An Easier Path For Colonoscopyby
Tablet, or four liters of polyethylene glycol electrolyte solution? Those will be the choices if InKine Pharmaceutical (INKP) gets to market its patented product, Diacol. This tablet is an alternative to the liquid that is taken by patients the night before undergoing colonoscopy, a procedure to detect colon cancer.
The fate of Diacol is in the hands of the Food & Drug Administration, which is reviewing results of the completed clinical trials on the colon cleanser. "The expectation is that the FDA will approve Diacol for marketing before yearend," says Gary Davis of Jesup & Lamont Securities, who rates InKine, trading at 4 3/4, a buy. Clinical tests have shown Diacol to be as effective as its liquid competitor.
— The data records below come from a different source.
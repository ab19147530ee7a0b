pub mod routes;
pub mod state;

use std::{future, net::SocketAddr, path::PathBuf, sync::Arc};

use clap::Parser;
use tokio::net::TcpListener;
use tracing_subscriber::EnvFilter;

use noteful_storage::db::Db;

use crate::state::AppState;

#[derive(Debug, Parser)]
#[command(
	version = noteful_cli::VERSION,
	rename_all = "kebab",
	styles = noteful_cli::styles(),
)]
pub struct Args {
	#[arg(long, short = 'c', value_name = "FILE")]
	pub config: PathBuf,
}

pub async fn run(args: Args) -> color_eyre::Result<()> {
	let config = noteful_config::load(&args.config)?;

	init_tracing(&config)?;

	let http_addr: SocketAddr = config.service.http_bind.parse()?;
	let db = Arc::new(Db::connect(&config.storage.postgres).await?);

	db.ensure_schema().await?;

	let state = AppState::new(db.clone(), config.service.is_development());
	let app = routes::router(state);
	let http_listener = TcpListener::bind(http_addr).await?;

	tracing::info!(%http_addr, environment = %config.service.environment, "HTTP server listening.");

	axum::serve(http_listener, app).with_graceful_shutdown(shutdown_signal()).await?;

	db.close().await;

	tracing::info!("Database pool closed.");

	Ok(())
}

fn init_tracing(config: &noteful_config::Config) -> color_eyre::Result<()> {
	let filter =
		EnvFilter::try_new(&config.service.log_level).unwrap_or_else(|_| EnvFilter::new("info"));

	tracing_subscriber::fmt().with_env_filter(filter).init();

	Ok(())
}

async fn shutdown_signal() {
	if let Err(err) = tokio::signal::ctrl_c().await {
		tracing::error!(error = %err, "Failed to listen for Ctrl-C. Serving until killed.");

		future::pending::<()>().await;
	}

	tracing::info!("Shutdown signal received.");
}
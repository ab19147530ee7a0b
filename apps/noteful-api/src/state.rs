use std::sync::Arc;

use noteful_service::NotefulService;
use noteful_storage::Store;

use crate::routes::ApiError;

#[derive(Clone)]
pub struct AppState {
	pub service: Arc<NotefulService>,
	/// Include error names and internal messages in error bodies. Development only.
	pub expose_errors: bool,
}
impl AppState {
	pub fn new(store: Arc<dyn Store>, expose_errors: bool) -> Self {
		Self { service: Arc::new(NotefulService::new(store)), expose_errors }
	}

	pub(crate) fn fail(&self, err: impl Into<ApiError>) -> ApiError {
		err.into().exposed(self.expose_errors)
	}
}
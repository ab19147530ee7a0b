use std::{io, path::PathBuf};

pub type Result<T, E = Error> = std::result::Result<T, E>;

#[derive(Debug, thiserror::Error)]
pub enum Error {
	#[error("Failed to read config file at {path:?}.")]
	ReadConfig { path: PathBuf, source: io::Error },
	#[error("Failed to parse config file at {path:?}.")]
	ParseConfig { path: PathBuf, source: toml::de::Error },
	/// `key` is the dotted TOML path of the offending setting.
	#[error("{key} {reason}.")]
	Validation { key: &'static str, reason: String },
}
impl Error {
	pub(crate) fn invalid(key: &'static str, reason: impl Into<String>) -> Self {
		Self::Validation { key, reason: reason.into() }
	}
}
InKine Chairman and CEO Leonard Jacob says he doesn't see any reason why the FDA wouldn't clear the product. He expects about 10.5 million people to undergo colonoscopies in the U.S. this year, up from 1999's 8.7 million.
Jesup's Davis expects Diacol to get 12.5% of the market in 2001 and 20% in 2002. Sales are projected at $25 million in 2001 and $40 million in 2002. One money manager says that gross margins on Diacol would be 60% to 65%. So he figures InKine, which has yet to make money, could earn 13 cents to 20 cents a share in 2001 if Diacol gets FDA approval this year.